Wild lettuce has been used medicinally for thousands of years. Two thousand years ago Pliny the Elder (AD24 – AD79) wrote that extract of wild lettuce was a panacea curing almost any ailment. Perhaps the patients just forgot they were ill...

CAVEAT: do your own research before trying preparations of wild lettuce. There is a lot of information out there and the plant, latex and extracts are used in a number of different ways.

SEED COUNT – I count seeds very carefully. I point this out because 50 seeds of this plant don't look very large and you may think there aren't 50 until you count them. If you are concerned about numbers, please count the seeds. There will be 50+.

Lactuca virosa is a biennial usually growing for two years before flowering. At the flowering stage the sap is at its most potent and is often referred to as latex – a sticky, milky sap that tastes bitter. Despite being bitter and leaving a horrid taste in your mouth, I find the sap moreish...

The leaves can be used for tea either fresh or dried. The latex from flower spikes can be collected for tinctures, smoking or eating fresh (in moderation). The whole (chopped) flower spikes can be boiled (well, simmered down without boiling or it can destroy the active ingredient) down until a black resin is formed which this can be smoked and perhaps it can be used in other ways – I haven't looked into this too deeply.

Tinctures seem the easiest way of extracting the active ingredients for non-smoking purposes.

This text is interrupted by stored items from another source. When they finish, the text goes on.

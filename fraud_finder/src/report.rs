use serde::Serialize;

use scoring::{
    error::ScoringError,
    model::{CombinedVerdict, Confidence, RiskFactor, TransactionAttributes},
};

/// Caller-facing summary of one evaluated transaction.
#[derive(Debug, Clone, PartialEq, Serialize)]
#[serde(rename_all = "camelCase")]
pub struct AnalysisReport {
    pub amount: f64,
    pub merchant: String,
    pub location: String,
    pub card_number: String,
    pub timestamp: String,
    pub fraud_probability: f64,
    /// Combined score truncated to an integer.
    pub risk_score: u32,
    pub rule_score: u32,
    pub is_genuine: bool,
    pub confidence: Confidence,
    pub factors: Vec<RiskFactor>,
}

impl AnalysisReport {
    pub fn new(attributes: &TransactionAttributes, verdict: &CombinedVerdict) -> Self {
        Self {
            amount: attributes.amount,
            merchant: attributes.merchant.clone(),
            location: attributes.location.clone(),
            card_number: attributes.card_number.clone(),
            timestamp: attributes.timestamp.clone(),
            fraud_probability: verdict.ml_probability(),
            risk_score: verdict.combined_score().trunc() as u32,
            rule_score: verdict.rule_score(),
            is_genuine: !verdict.is_fraud(),
            confidence: verdict.confidence(),
            factors: verdict.factors().to_vec(),
        }
    }
}

/// Per-record line of the evaluator's output.
#[derive(Debug, Clone, PartialEq, Serialize)]
#[serde(untagged)]
pub enum EvaluationOutcome {
    Report(AnalysisReport),
    Failure { error: String, stage: String },
}

impl EvaluationOutcome {
    pub fn new(
        attributes: &TransactionAttributes,
        result: &Result<CombinedVerdict, ScoringError>,
    ) -> Self {
        match result {
            Ok(verdict) => EvaluationOutcome::Report(AnalysisReport::new(attributes, verdict)),
            Err(e) => EvaluationOutcome::Failure {
                error: e.to_string(),
                stage: e.stage().to_string(),
            },
        }
    }
}
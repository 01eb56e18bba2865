//! Common utilities shared across the fraud-finder workspace
//!
//! This crate holds the configuration model and the YAML loading helpers
//! used by the scoring engine, the evaluator executable and its build
//! script.

pub mod config;
pub mod yaml_include;

pub use config::{Config, ConfigError};
use serde::{Deserialize, Serialize};

use crate::{
    error::ScoringError,
    model::LATENT_FEATURE_COUNT,
};

/// Human-readable attributes of a payment transaction.
#[derive(Debug, Clone, PartialEq, Serialize, Deserialize)]
pub struct TransactionAttributes {
    pub amount: f64,
    pub merchant: String,
    pub location: String,
    pub card_number: String,
    /// ISO-8601 instant.
    pub timestamp: String,
}

impl TransactionAttributes {
    pub fn new(
        amount: f64,
        merchant: impl Into<String>,
        location: impl Into<String>,
        card_number: impl Into<String>,
        timestamp: impl Into<String>,
    ) -> Self {
        Self {
            amount,
            merchant: merchant.into(),
            location: location.into(),
            card_number: card_number.into(),
            timestamp: timestamp.into(),
        }
    }
}

/// Caller-supplied latent features, bypassing synthesis and rule scoring.
#[derive(Debug, Clone, PartialEq, Serialize, Deserialize)]
pub struct ExplicitFeatures {
    pub time: f64,
    pub features: [f64; LATENT_FEATURE_COUNT],
    pub amount: f64,
}

impl ExplicitFeatures {
    /// Fails unless `features` holds exactly 28 values; no padding is done here.
    pub fn new(time: f64, features: &[f64], amount: f64) -> Result<Self, ScoringError> {
        let features: [f64; LATENT_FEATURE_COUNT] =
            features
                .try_into()
                .map_err(|_| ScoringError::FeatureVectorLength {
                    expected: LATENT_FEATURE_COUNT,
                    actual: features.len(),
                })?;

        Ok(Self {
            time,
            features,
            amount,
        })
    }
}

/// What the engine receives: either a ready feature vector or raw attributes.
#[derive(Debug, Clone, PartialEq)]
pub enum TransactionInput {
    ExplicitFeatures(ExplicitFeatures),
    DerivedFeatures(TransactionAttributes),
}

impl From<ExplicitFeatures> for TransactionInput {
    fn from(features: ExplicitFeatures) -> Self {
        TransactionInput::ExplicitFeatures(features)
    }
}

impl From<TransactionAttributes> for TransactionInput {
    fn from(attributes: TransactionAttributes) -> Self {
        TransactionInput::DerivedFeatures(attributes)
    }
}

The leaves are edible raw or cooked but the bitterness would mean most people wouldn't include them in salads. Leaves are a little spiky but they are flexible and don't hurt to touch. Touching the plant can result in it exuding latex and making your hands sticky.

It can flower in less than two years. My experience – I started mine in pots – was that it grew very little for around 10 months when I planted some very small (around 3-4cm across) plants out like one of the images which is about 10 months old. The root system wasn't very well developed at the planting-out stage and they were most certainly not root-bound. After a while they took off. So a heads up - that first 12 months might be slow growing.

There are a number of types of wild lettuce. Lactuca virosa flower spikes can apparently get up to 7 feet tall but are likely shorter when grown in pots. My spikes planted in-ground in vegetable beds are around 5 and a half feet tall and that's considered normal.

Lactuca virosa won't survive frost but can be grown in pots in colder climates and brought inside or into a hot house for winter.